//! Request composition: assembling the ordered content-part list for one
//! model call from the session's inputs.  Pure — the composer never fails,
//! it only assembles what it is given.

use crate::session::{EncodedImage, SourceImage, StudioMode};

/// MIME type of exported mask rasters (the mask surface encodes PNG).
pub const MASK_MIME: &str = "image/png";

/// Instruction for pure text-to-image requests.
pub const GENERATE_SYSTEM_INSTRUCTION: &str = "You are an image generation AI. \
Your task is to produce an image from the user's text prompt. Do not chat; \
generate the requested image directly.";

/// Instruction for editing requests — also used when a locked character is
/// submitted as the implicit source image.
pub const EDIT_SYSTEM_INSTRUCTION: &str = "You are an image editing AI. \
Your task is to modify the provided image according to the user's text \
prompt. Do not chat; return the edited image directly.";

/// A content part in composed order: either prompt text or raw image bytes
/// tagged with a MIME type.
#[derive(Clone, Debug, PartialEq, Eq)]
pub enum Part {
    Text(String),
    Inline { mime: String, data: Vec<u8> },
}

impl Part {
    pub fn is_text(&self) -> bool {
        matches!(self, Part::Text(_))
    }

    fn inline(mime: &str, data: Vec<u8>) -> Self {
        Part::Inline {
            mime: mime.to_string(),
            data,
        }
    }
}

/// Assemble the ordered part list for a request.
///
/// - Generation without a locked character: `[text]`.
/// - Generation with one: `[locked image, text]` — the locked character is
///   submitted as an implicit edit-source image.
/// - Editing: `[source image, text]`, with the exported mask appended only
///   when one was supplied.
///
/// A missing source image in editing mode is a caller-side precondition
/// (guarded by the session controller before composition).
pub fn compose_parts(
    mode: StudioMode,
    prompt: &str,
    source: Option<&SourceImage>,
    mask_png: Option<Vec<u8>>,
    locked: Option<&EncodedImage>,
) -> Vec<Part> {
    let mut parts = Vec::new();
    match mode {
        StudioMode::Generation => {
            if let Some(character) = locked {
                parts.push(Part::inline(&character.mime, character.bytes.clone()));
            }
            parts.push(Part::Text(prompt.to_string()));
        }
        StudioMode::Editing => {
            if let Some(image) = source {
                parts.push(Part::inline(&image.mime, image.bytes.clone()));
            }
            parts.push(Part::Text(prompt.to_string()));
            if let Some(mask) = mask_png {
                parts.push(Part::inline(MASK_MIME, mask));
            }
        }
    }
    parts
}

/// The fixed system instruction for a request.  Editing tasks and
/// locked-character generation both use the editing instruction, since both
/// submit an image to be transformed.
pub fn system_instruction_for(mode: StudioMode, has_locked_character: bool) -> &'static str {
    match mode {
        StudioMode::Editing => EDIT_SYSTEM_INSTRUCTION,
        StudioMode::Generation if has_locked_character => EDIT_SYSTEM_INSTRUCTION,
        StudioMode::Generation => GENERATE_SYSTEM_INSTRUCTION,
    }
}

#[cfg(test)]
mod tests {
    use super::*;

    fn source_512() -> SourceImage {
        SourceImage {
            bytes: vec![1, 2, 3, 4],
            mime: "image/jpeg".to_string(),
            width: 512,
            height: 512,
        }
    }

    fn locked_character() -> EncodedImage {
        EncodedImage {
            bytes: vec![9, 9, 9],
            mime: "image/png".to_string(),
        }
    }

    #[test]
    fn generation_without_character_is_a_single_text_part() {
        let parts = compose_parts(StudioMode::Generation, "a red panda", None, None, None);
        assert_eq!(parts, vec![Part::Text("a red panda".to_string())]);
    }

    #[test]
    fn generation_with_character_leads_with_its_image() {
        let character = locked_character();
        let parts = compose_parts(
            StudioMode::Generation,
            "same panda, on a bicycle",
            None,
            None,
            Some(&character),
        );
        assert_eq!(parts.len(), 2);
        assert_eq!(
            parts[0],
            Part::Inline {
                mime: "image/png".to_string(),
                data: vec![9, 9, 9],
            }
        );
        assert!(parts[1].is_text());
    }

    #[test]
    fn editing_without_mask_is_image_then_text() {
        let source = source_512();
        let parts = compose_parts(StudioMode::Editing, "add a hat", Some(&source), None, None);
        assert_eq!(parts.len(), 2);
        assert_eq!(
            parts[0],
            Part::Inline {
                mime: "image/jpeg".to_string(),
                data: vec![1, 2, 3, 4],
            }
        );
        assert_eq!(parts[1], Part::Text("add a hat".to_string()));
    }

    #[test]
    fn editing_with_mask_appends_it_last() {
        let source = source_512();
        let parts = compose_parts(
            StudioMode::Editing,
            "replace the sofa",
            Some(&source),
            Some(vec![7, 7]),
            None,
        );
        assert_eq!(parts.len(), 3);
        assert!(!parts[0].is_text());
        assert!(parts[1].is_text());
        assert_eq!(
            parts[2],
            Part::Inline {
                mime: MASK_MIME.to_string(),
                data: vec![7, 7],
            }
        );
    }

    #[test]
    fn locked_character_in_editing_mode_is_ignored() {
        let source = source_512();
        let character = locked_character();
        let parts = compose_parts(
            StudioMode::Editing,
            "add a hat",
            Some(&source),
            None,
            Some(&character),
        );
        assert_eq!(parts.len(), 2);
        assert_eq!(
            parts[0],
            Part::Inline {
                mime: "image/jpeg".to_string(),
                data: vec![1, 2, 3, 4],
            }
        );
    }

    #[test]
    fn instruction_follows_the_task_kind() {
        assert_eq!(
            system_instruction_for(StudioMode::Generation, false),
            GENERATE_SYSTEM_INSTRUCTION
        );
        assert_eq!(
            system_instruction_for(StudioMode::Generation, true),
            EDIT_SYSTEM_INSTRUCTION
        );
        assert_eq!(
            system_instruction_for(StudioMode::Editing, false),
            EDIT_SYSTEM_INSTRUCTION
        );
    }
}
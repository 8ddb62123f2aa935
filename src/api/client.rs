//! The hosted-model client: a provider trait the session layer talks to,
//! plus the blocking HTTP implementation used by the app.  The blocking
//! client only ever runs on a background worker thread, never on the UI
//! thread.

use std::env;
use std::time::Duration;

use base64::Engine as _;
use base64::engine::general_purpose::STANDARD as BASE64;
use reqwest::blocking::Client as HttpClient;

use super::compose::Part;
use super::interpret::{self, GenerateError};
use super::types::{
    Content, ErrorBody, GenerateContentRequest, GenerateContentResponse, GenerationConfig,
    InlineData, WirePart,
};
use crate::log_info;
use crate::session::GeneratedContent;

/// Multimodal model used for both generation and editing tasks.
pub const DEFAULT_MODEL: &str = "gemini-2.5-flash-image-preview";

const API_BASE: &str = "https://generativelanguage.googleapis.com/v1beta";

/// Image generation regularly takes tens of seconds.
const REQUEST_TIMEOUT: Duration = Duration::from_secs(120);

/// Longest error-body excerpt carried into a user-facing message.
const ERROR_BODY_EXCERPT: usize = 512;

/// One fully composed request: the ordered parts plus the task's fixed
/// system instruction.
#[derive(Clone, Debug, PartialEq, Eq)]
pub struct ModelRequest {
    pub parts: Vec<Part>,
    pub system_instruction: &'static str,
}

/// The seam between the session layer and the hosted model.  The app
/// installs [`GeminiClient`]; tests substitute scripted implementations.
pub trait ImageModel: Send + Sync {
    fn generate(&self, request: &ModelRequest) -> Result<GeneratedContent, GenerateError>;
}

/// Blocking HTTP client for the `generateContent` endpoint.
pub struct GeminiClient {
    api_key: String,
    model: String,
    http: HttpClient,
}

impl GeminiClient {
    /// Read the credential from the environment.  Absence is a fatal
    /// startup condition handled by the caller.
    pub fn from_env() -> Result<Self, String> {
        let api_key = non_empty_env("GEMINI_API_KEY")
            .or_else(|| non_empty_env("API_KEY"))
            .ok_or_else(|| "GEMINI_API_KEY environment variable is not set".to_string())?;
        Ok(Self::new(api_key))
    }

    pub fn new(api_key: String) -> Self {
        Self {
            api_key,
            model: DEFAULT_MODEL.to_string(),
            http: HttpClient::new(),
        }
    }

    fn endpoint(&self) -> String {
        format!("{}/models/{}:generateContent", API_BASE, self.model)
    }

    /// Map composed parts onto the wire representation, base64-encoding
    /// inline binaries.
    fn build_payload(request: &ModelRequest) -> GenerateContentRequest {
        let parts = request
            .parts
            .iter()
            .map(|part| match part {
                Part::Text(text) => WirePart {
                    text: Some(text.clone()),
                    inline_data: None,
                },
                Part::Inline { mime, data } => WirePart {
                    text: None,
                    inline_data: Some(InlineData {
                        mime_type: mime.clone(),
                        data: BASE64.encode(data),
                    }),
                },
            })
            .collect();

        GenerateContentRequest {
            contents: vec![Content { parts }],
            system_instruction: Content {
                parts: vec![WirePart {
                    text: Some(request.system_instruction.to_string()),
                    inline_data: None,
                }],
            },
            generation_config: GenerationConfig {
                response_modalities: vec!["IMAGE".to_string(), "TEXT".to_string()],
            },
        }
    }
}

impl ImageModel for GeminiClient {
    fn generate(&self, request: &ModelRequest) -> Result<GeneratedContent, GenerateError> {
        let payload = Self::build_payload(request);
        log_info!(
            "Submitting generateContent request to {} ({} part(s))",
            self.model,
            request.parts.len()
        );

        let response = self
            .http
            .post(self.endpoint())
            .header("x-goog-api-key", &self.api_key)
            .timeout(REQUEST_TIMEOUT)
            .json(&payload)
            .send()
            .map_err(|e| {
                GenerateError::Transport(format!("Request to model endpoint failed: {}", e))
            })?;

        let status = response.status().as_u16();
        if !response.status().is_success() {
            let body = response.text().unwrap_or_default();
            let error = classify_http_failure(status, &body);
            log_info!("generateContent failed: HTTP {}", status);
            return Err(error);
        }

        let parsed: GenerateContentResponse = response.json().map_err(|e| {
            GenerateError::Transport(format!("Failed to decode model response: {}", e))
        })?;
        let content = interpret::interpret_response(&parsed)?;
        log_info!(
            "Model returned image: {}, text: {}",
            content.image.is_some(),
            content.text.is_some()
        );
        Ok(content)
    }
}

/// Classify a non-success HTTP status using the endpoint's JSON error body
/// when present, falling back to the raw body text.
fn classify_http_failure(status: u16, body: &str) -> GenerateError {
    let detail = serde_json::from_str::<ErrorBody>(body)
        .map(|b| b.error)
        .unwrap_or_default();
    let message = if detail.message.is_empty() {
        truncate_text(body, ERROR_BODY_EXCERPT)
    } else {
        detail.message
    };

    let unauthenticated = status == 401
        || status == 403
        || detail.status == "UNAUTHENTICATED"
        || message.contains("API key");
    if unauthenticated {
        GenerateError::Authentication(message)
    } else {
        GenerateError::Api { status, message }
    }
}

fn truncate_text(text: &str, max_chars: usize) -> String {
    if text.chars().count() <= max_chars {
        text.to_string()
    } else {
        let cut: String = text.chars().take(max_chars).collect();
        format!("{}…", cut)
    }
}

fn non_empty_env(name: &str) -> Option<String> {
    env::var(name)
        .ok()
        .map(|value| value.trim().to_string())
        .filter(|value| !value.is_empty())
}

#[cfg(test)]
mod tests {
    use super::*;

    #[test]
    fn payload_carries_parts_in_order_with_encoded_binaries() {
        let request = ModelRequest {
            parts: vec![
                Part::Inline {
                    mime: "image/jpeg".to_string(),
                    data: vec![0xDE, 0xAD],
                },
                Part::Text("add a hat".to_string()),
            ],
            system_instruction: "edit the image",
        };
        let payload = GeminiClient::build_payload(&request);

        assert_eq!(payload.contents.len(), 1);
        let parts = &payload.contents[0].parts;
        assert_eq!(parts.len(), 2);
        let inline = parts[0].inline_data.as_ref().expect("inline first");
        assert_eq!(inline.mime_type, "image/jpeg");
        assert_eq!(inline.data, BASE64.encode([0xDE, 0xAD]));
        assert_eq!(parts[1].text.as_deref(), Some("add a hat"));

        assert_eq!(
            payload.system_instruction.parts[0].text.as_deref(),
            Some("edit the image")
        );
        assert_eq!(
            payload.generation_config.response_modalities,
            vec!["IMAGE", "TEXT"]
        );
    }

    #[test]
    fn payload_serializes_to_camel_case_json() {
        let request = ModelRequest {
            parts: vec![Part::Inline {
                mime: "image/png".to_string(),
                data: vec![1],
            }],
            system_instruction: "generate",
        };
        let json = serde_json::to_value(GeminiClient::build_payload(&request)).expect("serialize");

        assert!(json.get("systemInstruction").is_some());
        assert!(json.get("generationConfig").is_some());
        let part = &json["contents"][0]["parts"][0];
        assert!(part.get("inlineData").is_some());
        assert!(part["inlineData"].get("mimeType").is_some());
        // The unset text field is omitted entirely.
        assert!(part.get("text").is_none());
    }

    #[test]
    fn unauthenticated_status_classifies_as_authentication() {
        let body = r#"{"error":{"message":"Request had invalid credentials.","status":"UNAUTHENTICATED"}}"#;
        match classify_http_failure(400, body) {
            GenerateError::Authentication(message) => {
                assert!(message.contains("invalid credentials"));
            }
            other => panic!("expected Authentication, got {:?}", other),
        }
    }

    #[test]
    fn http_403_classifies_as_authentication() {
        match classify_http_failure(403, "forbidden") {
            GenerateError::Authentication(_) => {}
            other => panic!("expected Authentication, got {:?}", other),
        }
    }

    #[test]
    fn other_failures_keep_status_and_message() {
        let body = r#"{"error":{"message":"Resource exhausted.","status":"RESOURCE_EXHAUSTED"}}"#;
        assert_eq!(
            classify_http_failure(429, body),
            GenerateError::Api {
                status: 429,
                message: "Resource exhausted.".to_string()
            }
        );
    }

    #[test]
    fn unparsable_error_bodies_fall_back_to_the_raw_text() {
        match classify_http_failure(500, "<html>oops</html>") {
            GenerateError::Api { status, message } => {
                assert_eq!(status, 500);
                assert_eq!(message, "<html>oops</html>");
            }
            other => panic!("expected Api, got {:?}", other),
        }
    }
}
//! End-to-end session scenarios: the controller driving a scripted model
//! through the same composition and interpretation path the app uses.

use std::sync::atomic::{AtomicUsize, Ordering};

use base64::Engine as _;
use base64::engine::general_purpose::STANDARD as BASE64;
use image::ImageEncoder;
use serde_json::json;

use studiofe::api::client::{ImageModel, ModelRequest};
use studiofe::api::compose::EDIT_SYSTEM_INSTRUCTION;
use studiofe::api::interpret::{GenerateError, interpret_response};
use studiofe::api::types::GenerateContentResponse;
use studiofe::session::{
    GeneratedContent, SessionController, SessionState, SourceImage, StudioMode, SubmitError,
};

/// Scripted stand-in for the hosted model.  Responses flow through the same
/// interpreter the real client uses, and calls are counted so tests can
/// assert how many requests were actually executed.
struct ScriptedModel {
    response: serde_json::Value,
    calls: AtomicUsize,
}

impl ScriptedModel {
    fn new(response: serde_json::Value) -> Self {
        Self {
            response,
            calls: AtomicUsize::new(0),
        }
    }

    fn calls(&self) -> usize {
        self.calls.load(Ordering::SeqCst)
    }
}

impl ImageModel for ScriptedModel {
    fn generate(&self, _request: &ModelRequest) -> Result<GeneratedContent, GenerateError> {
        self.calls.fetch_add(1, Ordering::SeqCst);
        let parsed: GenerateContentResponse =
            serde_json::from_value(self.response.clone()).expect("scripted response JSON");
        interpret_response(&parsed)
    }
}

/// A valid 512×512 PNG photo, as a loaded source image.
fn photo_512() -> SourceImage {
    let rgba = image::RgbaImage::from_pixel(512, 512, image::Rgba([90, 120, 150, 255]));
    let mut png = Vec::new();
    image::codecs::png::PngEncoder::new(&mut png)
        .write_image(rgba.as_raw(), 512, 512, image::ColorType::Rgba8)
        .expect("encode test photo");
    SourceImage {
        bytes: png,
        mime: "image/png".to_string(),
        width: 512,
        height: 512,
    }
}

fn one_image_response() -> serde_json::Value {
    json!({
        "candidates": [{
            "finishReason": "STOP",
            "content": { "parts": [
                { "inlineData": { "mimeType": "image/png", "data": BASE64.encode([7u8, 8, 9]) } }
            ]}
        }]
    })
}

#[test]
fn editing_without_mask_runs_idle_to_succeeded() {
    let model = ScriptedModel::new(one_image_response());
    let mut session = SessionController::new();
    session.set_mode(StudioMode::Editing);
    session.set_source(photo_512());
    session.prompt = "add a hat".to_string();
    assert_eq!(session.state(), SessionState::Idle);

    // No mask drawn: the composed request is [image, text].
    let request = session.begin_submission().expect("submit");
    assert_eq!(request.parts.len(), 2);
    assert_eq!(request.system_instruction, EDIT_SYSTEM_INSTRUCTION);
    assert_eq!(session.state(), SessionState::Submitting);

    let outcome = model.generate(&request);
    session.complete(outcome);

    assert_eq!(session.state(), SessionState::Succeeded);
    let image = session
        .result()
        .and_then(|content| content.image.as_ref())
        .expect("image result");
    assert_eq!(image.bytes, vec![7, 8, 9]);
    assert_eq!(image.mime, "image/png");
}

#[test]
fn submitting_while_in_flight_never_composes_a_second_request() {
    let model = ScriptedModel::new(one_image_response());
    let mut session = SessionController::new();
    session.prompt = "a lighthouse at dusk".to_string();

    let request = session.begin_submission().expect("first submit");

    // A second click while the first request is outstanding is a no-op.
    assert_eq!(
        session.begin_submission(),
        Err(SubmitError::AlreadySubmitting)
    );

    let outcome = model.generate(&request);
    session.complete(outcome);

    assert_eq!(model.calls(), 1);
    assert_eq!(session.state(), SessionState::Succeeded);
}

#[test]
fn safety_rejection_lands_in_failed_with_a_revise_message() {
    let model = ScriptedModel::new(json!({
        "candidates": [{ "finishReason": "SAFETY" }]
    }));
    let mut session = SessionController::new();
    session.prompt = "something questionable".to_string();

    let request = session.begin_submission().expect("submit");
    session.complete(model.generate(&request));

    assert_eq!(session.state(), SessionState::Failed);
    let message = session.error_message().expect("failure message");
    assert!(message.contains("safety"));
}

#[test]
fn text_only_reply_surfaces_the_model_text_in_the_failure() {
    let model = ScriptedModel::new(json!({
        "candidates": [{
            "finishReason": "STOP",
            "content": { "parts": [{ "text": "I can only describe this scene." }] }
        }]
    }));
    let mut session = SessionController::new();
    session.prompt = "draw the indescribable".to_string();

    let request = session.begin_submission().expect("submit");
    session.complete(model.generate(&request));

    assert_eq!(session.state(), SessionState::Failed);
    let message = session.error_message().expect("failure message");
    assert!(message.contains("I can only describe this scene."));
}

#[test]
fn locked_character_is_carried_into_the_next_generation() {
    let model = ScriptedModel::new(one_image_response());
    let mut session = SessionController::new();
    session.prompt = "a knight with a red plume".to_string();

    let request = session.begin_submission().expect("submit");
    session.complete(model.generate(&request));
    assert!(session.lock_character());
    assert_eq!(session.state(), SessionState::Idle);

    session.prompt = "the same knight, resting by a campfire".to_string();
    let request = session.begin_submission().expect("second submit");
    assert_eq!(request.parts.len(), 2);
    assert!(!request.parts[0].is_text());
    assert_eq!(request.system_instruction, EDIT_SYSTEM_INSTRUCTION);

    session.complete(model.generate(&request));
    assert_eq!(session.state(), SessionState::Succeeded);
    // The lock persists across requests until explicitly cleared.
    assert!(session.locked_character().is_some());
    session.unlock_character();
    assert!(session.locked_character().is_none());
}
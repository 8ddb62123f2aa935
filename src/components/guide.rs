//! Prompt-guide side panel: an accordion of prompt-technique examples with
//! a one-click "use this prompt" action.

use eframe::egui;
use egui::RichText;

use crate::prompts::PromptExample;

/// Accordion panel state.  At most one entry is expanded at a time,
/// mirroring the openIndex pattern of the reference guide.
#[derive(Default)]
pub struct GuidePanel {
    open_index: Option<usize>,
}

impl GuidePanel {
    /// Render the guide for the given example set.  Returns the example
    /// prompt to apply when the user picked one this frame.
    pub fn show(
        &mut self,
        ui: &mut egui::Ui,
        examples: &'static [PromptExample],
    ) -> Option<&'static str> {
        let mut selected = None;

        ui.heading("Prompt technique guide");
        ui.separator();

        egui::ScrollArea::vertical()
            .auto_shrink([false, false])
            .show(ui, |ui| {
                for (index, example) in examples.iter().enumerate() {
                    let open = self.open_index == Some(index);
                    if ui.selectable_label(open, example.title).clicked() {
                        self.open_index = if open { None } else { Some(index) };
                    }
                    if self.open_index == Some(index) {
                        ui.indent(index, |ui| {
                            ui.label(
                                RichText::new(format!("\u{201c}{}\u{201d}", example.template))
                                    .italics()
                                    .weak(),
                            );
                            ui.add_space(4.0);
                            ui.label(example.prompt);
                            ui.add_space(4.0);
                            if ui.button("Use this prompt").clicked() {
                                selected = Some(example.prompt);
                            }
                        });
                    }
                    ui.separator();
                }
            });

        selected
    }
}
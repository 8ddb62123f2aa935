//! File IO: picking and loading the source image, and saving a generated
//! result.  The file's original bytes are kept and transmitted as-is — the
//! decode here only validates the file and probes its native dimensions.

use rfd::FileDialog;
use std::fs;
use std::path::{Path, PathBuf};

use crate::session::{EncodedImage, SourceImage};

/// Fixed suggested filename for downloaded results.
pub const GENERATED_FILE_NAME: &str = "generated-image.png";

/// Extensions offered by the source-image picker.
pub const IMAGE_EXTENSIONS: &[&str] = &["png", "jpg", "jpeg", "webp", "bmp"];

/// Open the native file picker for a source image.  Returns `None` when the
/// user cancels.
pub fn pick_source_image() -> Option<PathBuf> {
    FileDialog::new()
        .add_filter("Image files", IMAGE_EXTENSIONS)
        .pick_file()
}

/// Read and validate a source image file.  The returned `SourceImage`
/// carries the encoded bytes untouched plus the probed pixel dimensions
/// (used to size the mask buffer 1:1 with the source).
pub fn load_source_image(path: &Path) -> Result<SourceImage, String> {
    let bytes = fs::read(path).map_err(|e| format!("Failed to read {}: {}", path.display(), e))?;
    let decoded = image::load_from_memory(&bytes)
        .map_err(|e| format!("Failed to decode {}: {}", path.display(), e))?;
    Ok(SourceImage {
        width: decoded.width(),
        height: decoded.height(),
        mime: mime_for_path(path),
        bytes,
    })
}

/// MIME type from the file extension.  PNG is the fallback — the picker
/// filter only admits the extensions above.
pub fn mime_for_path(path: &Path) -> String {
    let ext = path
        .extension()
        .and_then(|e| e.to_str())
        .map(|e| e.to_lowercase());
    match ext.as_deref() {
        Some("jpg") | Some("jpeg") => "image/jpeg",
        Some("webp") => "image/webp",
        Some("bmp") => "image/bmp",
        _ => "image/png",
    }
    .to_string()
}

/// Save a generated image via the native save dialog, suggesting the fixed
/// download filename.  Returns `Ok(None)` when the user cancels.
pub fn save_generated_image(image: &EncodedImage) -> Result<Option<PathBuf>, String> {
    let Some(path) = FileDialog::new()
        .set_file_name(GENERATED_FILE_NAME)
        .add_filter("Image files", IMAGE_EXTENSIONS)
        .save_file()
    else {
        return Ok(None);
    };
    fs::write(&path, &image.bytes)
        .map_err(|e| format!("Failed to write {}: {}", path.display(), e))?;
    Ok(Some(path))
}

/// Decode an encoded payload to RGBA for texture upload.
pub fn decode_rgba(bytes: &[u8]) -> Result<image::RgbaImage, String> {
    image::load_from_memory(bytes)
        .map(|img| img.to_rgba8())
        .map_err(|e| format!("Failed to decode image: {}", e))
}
- - -
**Activity:**
A verbatim copy of the listing above, starting from the line with "pub fn save_generated_image(image: &EncodedImage)" and running to its last line, is the only output needed.

**Task output:**
pub fn save_generated_image(image: &EncodedImage) -> Result<Option<PathBuf>, String> {
    let Some(path) = FileDialog::new()
        .set_file_name(GENERATED_FILE_NAME)
        .add_filter("Image files", IMAGE_EXTENSIONS)
        .save_file()
    else {
        return Ok(None);
    };
    fs::write(&path, &image.bytes)
        .map_err(|e| format!("Failed to write {}: {}", path.display(), e))?;
    Ok(Some(path))
}

/// Decode an encoded payload to RGBA for texture upload.
pub fn decode_rgba(bytes: &[u8]) -> Result<image::RgbaImage, String> {
    image::load_from_memory(bytes)
        .map(|img| img.to_rgba8())
        .map_err(|e| format!("Failed to decode image: {}", e))
}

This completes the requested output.